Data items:
****************************************
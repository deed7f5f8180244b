//! The blame store.
//!
//! [`BlameData`] holds one [`BlameModelData`] per tree kind. Each model maps
//! node ids to a [`BlameNodeData`] record: who added the node, which of its
//! children were deleted, and an attributed value history per attribute.

use std::collections::BTreeMap;

use chrono::{DateTime, Utc};
use serde::Serialize;

use planhist_types::{NodeId, TreeKind};

use crate::point::BlamePoint;

/// One attributed value: the value an attribute had after `point`.
#[derive(Clone, Debug, PartialEq, Eq, Serialize)]
pub struct BlameValue {
    pub point: BlamePoint,
    pub value: Option<String>,
}

/// Attributed value history of one (node, attribute) pair, ordered by point.
///
/// Always starts with an entry at [`BlamePoint::initial`] holding the value
/// the attribute had before the analyzed window.
#[derive(Clone, Debug, PartialEq, Eq, Serialize)]
#[serde(transparent)]
pub struct BlameValueList {
    entries: Vec<BlameValue>,
}

impl BlameValueList {
    pub fn new(prior_value: Option<String>) -> Self {
        Self {
            entries: vec![BlameValue {
                point: BlamePoint::initial(),
                value: prior_value,
            }],
        }
    }

    /// Record the value after a change. A second record at the same point
    /// replaces the value and merges the authors.
    pub fn record(&mut self, point: BlamePoint, value: Option<String>) {
        match self.entries.binary_search_by(|e| e.point.cmp(&point)) {
            Ok(pos) => {
                let entry = &mut self.entries[pos];
                let mut authors = entry.point.authors().clone();
                authors.merge(point.authors());
                entry.point.set_authors(authors);
                entry.value = value;
            }
            Err(pos) => self.entries.insert(pos, BlameValue { point, value }),
        }
    }

    pub fn entries(&self) -> &[BlameValue] {
        &self.entries
    }

    /// The value before the analyzed window.
    pub fn initial_value(&self) -> Option<&str> {
        self.entries.first().and_then(|e| e.value.as_deref())
    }

    /// The most recent attributed entry, if the attribute changed at all.
    pub fn latest_change(&self) -> Option<&BlameValue> {
        self.entries.last().filter(|e| !e.point.is_initial())
    }

    pub fn point_at(&self, timestamp: DateTime<Utc>) -> Option<&BlamePoint> {
        self.entries
            .iter()
            .find(|e| e.point.timestamp() == timestamp)
            .map(|e| &e.point)
    }

    pub fn point_at_mut(&mut self, timestamp: DateTime<Utc>) -> Option<&mut BlamePoint> {
        self.entries
            .iter_mut()
            .find(|e| e.point.timestamp() == timestamp)
            .map(|e| &mut e.point)
    }

    /// Number of real changes (excluding the initial entry).
    pub fn change_count(&self) -> usize {
        self.entries.len().saturating_sub(1)
    }
}

/// A child that was deleted from a node.
#[derive(Clone, Debug, PartialEq, Eq, Serialize)]
pub struct DeletedChild {
    pub name: String,
    pub point: BlamePoint,
}

/// Blame for one node.
#[derive(Clone, Debug, Default, PartialEq, Eq, Serialize)]
pub struct BlameNodeData {
    #[serde(skip_serializing_if = "Option::is_none")]
    added_by: Option<BlamePoint>,
    #[serde(skip_serializing_if = "BTreeMap::is_empty")]
    deleted_children: BTreeMap<NodeId, DeletedChild>,
    #[serde(skip_serializing_if = "BTreeMap::is_empty")]
    attributes: BTreeMap<String, BlameValueList>,
}

impl BlameNodeData {
    /// Set only for nodes created within the analyzed window.
    pub fn added_by(&self) -> Option<&BlamePoint> {
        self.added_by.as_ref()
    }

    pub fn set_added_by(&mut self, point: BlamePoint) {
        self.added_by = Some(point);
    }

    pub fn deleted_children(&self) -> &BTreeMap<NodeId, DeletedChild> {
        &self.deleted_children
    }

    pub fn add_deleted_child(&mut self, id: NodeId, name: impl Into<String>, point: BlamePoint) {
        self.deleted_children.insert(
            id,
            DeletedChild {
                name: name.into(),
                point,
            },
        );
    }

    pub fn attributes(&self) -> &BTreeMap<String, BlameValueList> {
        &self.attributes
    }

    pub fn attribute(&self, attr: &str) -> Option<&BlameValueList> {
        self.attributes.get(attr)
    }

    pub fn attribute_mut(&mut self, attr: &str) -> Option<&mut BlameValueList> {
        self.attributes.get_mut(attr)
    }

    /// Record that `attr` changed from `before` to `after` at `point`.
    /// The first change of an attribute seeds its history with `before`.
    pub fn record_change(
        &mut self,
        attr: &str,
        point: BlamePoint,
        before: Option<String>,
        after: Option<String>,
    ) {
        self.attributes
            .entry(attr.to_string())
            .or_insert_with(|| BlameValueList::new(before))
            .record(point, after);
    }

    pub fn is_empty(&self) -> bool {
        self.added_by.is_none() && self.deleted_children.is_empty() && self.attributes.is_empty()
    }
}

/// Blame for every node of one tree kind.
#[derive(Clone, Debug, Default, PartialEq, Eq, Serialize)]
#[serde(transparent)]
pub struct BlameModelData {
    nodes: BTreeMap<NodeId, BlameNodeData>,
}

impl BlameModelData {
    pub fn node(&self, id: NodeId) -> Option<&BlameNodeData> {
        self.nodes.get(&id)
    }

    /// The record for `id`, created empty if absent.
    pub fn node_mut(&mut self, id: NodeId) -> &mut BlameNodeData {
        self.nodes.entry(id).or_default()
    }

    pub fn existing_mut(&mut self, id: NodeId) -> Option<&mut BlameNodeData> {
        self.nodes.get_mut(&id)
    }

    pub fn remove(&mut self, id: NodeId) -> Option<BlameNodeData> {
        self.nodes.remove(&id)
    }

    pub fn contains(&self, id: NodeId) -> bool {
        self.nodes.contains_key(&id)
    }

    pub fn len(&self) -> usize {
        self.nodes.len()
    }

    pub fn is_empty(&self) -> bool {
        self.nodes.is_empty()
    }

    pub fn iter(&self) -> impl Iterator<Item = (NodeId, &BlameNodeData)> {
        self.nodes.iter().map(|(id, data)| (*id, data))
    }
}

/// Blame for every analyzed tree kind of a project.
#[derive(Clone, Debug, Default, PartialEq, Eq, Serialize)]
#[serde(transparent)]
pub struct BlameData {
    models: BTreeMap<TreeKind, BlameModelData>,
}

impl BlameData {
    pub fn new() -> Self {
        Self::default()
    }

    pub fn model(&self, kind: TreeKind) -> Option<&BlameModelData> {
        self.models.get(&kind)
    }

    pub fn model_mut(&mut self, kind: TreeKind) -> &mut BlameModelData {
        self.models.entry(kind).or_default()
    }

    pub fn node(&self, kind: TreeKind, id: NodeId) -> Option<&BlameNodeData> {
        self.model(kind)?.node(id)
    }

    /// Attributed value history of one attribute on one node.
    pub fn values(&self, kind: TreeKind, id: NodeId, attr: &str) -> Option<&BlameValueList> {
        self.node(kind, id)?.attribute(attr)
    }

    pub fn is_empty(&self) -> bool {
        self.models.values().all(BlameModelData::is_empty)
    }
}

#[cfg(test)]
mod tests {
    use super::*;
    use chrono::TimeZone;

    fn at(hour: u32) -> DateTime<Utc> {
        Utc.with_ymd_and_hms(2024, 6, 1, hour, 0, 0).unwrap()
    }

    #[test]
    fn value_list_is_seeded_and_ordered() {
        let mut list = BlameValueList::new(Some("1".into()));
        list.record(BlamePoint::new(at(12), "bob"), Some("3".into()));
        list.record(BlamePoint::new(at(9), "alice"), Some("2".into()));

        let values: Vec<_> = list.entries().iter().map(|e| e.value.as_deref()).collect();
        assert_eq!(values, vec![Some("1"), Some("2"), Some("3")]);
        assert_eq!(list.initial_value(), Some("1"));
        assert_eq!(list.change_count(), 2);
        assert_eq!(list.latest_change().unwrap().point.timestamp(), at(12));
    }

    #[test]
    fn same_point_merges_authors() {
        let mut list = BlameValueList::new(None);
        list.record(BlamePoint::new(at(9), "alice"), Some("2".into()));
        list.record(BlamePoint::new(at(9), "bob"), Some("4".into()));

        assert_eq!(list.change_count(), 1);
        let point = list.point_at(at(9)).unwrap();
        assert!(point.authors().contains("alice"));
        assert!(point.authors().contains("bob"));
        assert_eq!(list.entries()[1].value.as_deref(), Some("4"));
    }

    #[test]
    fn unchanged_list_has_no_latest_change() {
        let list = BlameValueList::new(Some("x".into()));
        assert!(list.latest_change().is_none());
    }

    #[test]
    fn store_queries_by_kind_node_and_attribute() {
        let mut data = BlameData::new();
        data.model_mut(TreeKind::Wbs).node_mut(NodeId::new(4)).record_change(
            "Notes",
            BlamePoint::new(at(10), "alice"),
            None,
            Some("draft".into()),
        );

        let values = data.values(TreeKind::Wbs, NodeId::new(4), "Notes").unwrap();
        assert_eq!(values.change_count(), 1);
        assert!(data.values(TreeKind::Workflows, NodeId::new(4), "Notes").is_none());
        assert!(!data.is_empty());
    }

    #[test]
    fn serializes_as_nested_maps() {
        let mut data = BlameData::new();
        data.model_mut(TreeKind::Wbs)
            .node_mut(NodeId::new(2))
            .set_added_by(BlamePoint::new(at(8), "alice"));
        let json = serde_json::to_value(&data).unwrap();
        assert_eq!(json["wbs"]["2"]["added_by"]["authors"][0], "alice");
    }
}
****************************************
--- Problem details ---
Locate the word "from" in the records above, and return each line that has it.

--- Answer section ---
/// A child that was deleted from a node.
    /// Record that `attr` changed from `before` to `after` at `point`.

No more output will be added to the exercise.